■ What the exercise asks
The expected answer is the set of lines in the data below between the line holding "let mut a = [[0.0; 4]; 4];" and the line holding "let mut samples = [[0.0f64; 4]; 4];", inclusive, written out exactly.

Records from a collection:

__________

//! Bicubic interpolation by fitting a patch to the 4x4 neighbourhood.
//!
//! For each channel the 16 samples `p[m][n]` (rows `r-1..=r+2`, columns
//! `c-1..=c+2`) determine the coefficients of
//!
//! ```text
//! f(x, y) = Σ a[i][j] · x^i · y^j      i, j ∈ 0..4
//! ```
//!
//! via the closed form `a = C · p · Cᵀ`, where `C` is the Catmull-Rom basis.
//! The patch is evaluated at `x = v` (row fraction), `y = u` (column fraction).

use super::{to_channel, SampleGrid};
use crate::raster::CHANNELS;

/// Catmull-Rom basis, rows are the coefficients of `1, t, t², t³`.
const BASIS: [[f64; 4]; 4] = [
    [0.0, 1.0, 0.0, 0.0],
    [-0.5, 0.0, 0.5, 0.0],
    [1.0, -2.5, 2.0, -0.5],
    [-0.5, 1.5, -1.5, 0.5],
];

/// Coefficients of one bicubic patch.
struct Patch {
    a: [[f64; 4]; 4],
}

impl Patch {
    fn fit(p: &[[f64; 4]; 4]) -> Self {
        // t = C · p
        let mut t = [[0.0; 4]; 4];
        for (i, t_row) in t.iter_mut().enumerate() {
            for (l, t_val) in t_row.iter_mut().enumerate() {
                *t_val = (0..4).map(|k| BASIS[i][k] * p[k][l]).sum();
            }
        }

        // a = t · Cᵀ
        let mut a = [[0.0; 4]; 4];
        for (i, a_row) in a.iter_mut().enumerate() {
            for (j, a_val) in a_row.iter_mut().enumerate() {
                *a_val = (0..4).map(|l| t[i][l] * BASIS[j][l]).sum();
            }
        }

        Self { a }
    }

    fn evaluate(&self, x: f64, y: f64) -> f64 {
        let ys = [1.0, y, y * y, y * y * y];
        let mut x_pow = 1.0;
        let mut sum = 0.0;
        for row in &self.a {
            let poly: f64 = row.iter().zip(ys).map(|(a, yp)| a * yp).sum();
            sum += poly * x_pow;
            x_pow *= x;
        }
        sum
    }
}

pub(super) fn scale(src: &[u8], dst: &mut [u8], grid: &SampleGrid) {
    let mut offsets = [[0usize; 4]; 4];
    let mut samples = [[0.0f64; 4]; 4];

    for (dst_row, out_row) in dst.chunks_exact_mut(grid.dst_stride()).enumerate() {
        let (src_row, v) = grid.row(dst_row);

        for (dst_col, out) in out_row.chunks_exact_mut(CHANNELS).enumerate() {
            let (src_col, u) = grid.column(dst_col);

            for (m, offset_row) in offsets.iter_mut().enumerate() {
                for (n, offset) in offset_row.iter_mut().enumerate() {
                    *offset = grid.clamped_offset(
                        src_row as isize + m as isize - 1,
                        src_col as isize + n as isize - 1,
                    );
                }
            }

            for c in 0..CHANNELS {
                for (sample_row, offset_row) in samples.iter_mut().zip(&offsets) {
                    for (sample, offset) in sample_row.iter_mut().zip(offset_row) {
                        *sample = src[offset + c] as f64;
                    }
                }
                out[c] = to_channel(Patch::fit(&samples).evaluate(v, u));
            }
        }
    }
}

#[cfg(test)]
mod tests {
    use super::*;

    fn patch_from(f: impl Fn(usize, usize) -> f64) -> Patch {
        let mut p = [[0.0; 4]; 4];
        for (m, row) in p.iter_mut().enumerate() {
            for (n, v) in row.iter_mut().enumerate() {
                *v = f(m, n);
            }
        }
        Patch::fit(&p)
    }

    #[test]
    fn test_patch_interpolates_centre_samples() {
        let patch = patch_from(|m, n| (m * 10 + n) as f64);
        assert!((patch.evaluate(0.0, 0.0) - 11.0).abs() < 1e-9);
        assert!((patch.evaluate(1.0, 0.0) - 21.0).abs() < 1e-9);
        assert!((patch.evaluate(0.0, 1.0) - 12.0).abs() < 1e-9);
        assert!((patch.evaluate(1.0, 1.0) - 22.0).abs() < 1e-9);
    }

    #[test]
    fn test_patch_reproduces_linear_ramp() {
        // Catmull-Rom reproduces linear functions exactly
        let patch = patch_from(|m, n| 3.0 * m as f64 + 5.0 * n as f64);
        let expected = 3.0 * 1.25 + 5.0 * 1.5;
        assert!((patch.evaluate(0.25, 0.5) - expected).abs() < 1e-9);
    }

    #[test]
    fn test_known_coefficients() {
        let patch = patch_from(|m, n| if m == 1 && n == 1 { 1.0 } else { 0.0 });
        // a00 = p11, a11 = 0.25 * p11, a22 = 6.25 * p11
        assert!((patch.a[0][0] - 1.0).abs() < 1e-12);
        assert!((patch.a[1][1] - 0.0).abs() < 1e-12);
        assert!((patch.a[2][2] - 6.25).abs() < 1e-12);
    }
}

__________

■ Final answer
        let mut a = [[0.0; 4]; 4];
        for (i, a_row) in a.iter_mut().enumerate() {
            for (j, a_val) in a_row.iter_mut().enumerate() {
                *a_val = (0..4).map(|l| t[i][l] * BASIS[j][l]).sum();
            }
        }

        Self { a }
    }

    fn evaluate(&self, x: f64, y: f64) -> f64 {
        let ys = [1.0, y, y * y, y * y * y];
        let mut x_pow = 1.0;
        let mut sum = 0.0;
        for row in &self.a {
            let poly: f64 = row.iter().zip(ys).map(|(a, yp)| a * yp).sum();
            sum += poly * x_pow;
            x_pow *= x;
        }
        sum
    }
}

pub(super) fn scale(src: &[u8], dst: &mut [u8], grid: &SampleGrid) {
    let mut offsets = [[0usize; 4]; 4];
    let mut samples = [[0.0f64; 4]; 4];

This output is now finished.